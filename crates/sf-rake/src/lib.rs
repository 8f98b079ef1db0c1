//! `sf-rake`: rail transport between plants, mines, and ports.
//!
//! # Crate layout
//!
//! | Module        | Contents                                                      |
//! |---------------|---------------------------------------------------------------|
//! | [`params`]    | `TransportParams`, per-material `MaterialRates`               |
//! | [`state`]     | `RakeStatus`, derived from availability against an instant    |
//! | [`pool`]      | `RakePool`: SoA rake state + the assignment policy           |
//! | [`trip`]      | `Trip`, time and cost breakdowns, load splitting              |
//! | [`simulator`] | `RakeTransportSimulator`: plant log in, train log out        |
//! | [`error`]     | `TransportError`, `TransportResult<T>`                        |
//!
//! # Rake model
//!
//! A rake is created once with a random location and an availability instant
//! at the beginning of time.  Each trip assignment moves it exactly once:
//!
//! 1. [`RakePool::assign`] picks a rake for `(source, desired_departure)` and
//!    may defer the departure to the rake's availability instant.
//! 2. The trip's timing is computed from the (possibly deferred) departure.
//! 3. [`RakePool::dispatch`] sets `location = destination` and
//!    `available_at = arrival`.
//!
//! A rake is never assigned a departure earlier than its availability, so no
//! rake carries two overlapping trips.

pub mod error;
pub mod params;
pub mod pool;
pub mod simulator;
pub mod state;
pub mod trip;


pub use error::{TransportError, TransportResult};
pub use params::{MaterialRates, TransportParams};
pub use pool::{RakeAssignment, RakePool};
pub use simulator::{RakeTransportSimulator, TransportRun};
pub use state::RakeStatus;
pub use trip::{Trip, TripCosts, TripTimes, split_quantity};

━━━

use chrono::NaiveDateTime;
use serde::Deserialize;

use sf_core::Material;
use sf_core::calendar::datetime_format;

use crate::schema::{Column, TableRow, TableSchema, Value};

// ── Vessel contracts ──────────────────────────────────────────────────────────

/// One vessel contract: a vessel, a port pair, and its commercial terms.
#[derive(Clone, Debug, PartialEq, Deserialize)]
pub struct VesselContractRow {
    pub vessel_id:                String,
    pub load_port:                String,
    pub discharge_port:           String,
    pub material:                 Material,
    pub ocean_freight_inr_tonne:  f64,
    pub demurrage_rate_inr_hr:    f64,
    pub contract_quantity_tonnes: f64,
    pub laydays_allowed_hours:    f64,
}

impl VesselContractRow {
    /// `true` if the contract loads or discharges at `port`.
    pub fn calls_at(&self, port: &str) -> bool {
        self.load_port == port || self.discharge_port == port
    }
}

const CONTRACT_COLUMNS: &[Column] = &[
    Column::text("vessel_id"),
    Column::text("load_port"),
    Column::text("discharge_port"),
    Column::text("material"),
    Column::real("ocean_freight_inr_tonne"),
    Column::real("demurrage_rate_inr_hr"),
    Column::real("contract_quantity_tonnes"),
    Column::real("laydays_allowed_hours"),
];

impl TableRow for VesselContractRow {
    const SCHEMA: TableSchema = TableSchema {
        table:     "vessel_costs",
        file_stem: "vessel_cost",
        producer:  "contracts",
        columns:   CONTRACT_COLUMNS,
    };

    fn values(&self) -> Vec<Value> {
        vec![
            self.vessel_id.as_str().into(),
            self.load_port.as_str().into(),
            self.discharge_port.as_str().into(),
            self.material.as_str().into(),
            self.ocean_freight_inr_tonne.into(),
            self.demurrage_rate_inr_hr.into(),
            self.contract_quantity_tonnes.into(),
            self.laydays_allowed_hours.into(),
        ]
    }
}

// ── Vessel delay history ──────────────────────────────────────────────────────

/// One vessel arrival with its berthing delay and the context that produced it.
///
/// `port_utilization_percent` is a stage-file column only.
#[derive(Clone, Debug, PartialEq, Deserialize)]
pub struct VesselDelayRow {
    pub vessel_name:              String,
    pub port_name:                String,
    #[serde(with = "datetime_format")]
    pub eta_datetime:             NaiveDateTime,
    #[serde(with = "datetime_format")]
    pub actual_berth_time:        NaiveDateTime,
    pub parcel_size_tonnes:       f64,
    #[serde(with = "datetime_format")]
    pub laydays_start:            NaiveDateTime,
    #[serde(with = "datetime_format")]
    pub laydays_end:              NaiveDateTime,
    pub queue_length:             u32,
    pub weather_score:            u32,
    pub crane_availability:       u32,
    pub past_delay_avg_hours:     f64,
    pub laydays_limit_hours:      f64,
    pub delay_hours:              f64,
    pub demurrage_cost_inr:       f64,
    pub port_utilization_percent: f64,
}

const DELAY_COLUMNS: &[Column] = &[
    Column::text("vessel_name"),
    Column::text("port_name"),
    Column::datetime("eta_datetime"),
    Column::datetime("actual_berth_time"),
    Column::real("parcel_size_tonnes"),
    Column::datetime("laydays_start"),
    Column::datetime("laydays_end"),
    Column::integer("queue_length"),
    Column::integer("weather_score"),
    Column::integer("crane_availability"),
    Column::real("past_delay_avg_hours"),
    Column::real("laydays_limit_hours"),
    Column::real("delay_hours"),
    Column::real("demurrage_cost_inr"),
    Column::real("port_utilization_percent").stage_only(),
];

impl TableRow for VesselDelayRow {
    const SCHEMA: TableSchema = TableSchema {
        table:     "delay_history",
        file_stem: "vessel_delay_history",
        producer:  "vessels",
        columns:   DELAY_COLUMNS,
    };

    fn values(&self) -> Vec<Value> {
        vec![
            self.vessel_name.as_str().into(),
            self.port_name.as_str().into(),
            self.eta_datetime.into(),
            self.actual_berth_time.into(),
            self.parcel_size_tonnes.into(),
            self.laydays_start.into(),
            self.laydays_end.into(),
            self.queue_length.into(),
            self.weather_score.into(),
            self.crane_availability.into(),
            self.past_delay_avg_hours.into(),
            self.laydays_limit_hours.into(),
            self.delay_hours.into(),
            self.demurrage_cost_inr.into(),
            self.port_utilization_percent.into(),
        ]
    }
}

━━━

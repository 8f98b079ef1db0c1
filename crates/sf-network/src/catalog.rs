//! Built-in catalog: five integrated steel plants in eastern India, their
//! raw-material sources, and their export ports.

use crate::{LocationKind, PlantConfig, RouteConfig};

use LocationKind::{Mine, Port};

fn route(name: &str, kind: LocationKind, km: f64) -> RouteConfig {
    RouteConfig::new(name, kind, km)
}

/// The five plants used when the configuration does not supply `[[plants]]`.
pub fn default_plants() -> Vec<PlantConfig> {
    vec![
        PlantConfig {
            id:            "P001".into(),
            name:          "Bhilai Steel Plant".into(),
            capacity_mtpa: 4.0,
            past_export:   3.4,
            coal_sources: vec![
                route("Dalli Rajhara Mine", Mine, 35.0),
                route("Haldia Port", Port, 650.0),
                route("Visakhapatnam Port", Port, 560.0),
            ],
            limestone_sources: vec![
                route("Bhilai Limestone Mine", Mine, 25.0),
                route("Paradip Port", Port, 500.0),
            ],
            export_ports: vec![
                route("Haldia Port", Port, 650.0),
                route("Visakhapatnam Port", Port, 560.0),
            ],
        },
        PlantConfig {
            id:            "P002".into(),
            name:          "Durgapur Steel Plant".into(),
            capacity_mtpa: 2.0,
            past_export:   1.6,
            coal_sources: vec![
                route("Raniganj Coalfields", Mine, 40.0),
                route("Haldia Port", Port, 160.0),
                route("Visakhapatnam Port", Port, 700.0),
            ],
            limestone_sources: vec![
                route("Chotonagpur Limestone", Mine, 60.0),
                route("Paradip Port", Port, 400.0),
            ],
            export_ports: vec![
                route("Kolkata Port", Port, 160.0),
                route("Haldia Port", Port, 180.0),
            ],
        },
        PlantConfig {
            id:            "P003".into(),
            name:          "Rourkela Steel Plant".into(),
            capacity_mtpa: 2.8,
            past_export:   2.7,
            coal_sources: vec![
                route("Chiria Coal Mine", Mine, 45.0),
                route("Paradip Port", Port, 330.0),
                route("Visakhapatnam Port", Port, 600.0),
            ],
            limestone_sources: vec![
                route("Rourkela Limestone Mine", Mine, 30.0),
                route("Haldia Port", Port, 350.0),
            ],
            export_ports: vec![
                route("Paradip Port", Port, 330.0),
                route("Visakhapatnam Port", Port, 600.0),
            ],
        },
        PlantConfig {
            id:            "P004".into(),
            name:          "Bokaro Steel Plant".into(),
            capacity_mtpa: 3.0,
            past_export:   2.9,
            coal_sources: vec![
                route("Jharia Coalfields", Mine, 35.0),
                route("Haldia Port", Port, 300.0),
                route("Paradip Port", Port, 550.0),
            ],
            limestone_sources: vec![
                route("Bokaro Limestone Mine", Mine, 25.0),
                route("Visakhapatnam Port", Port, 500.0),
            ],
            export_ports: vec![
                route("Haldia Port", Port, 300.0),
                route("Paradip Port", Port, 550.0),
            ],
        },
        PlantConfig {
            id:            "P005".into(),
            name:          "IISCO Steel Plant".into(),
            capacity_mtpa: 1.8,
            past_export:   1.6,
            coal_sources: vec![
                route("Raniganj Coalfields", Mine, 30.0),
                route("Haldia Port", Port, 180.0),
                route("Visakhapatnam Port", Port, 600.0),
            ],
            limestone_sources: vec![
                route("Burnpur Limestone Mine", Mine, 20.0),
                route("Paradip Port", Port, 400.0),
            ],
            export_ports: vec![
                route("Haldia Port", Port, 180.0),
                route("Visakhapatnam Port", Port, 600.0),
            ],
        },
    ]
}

━━━

### Work to complete
This exercise requires the lines of the entries containing the string "catalog".

### Result of this exercise
filename crates/sf-network/src/catalog.rs
//! Built-in catalog: five integrated steel plants in eastern India, their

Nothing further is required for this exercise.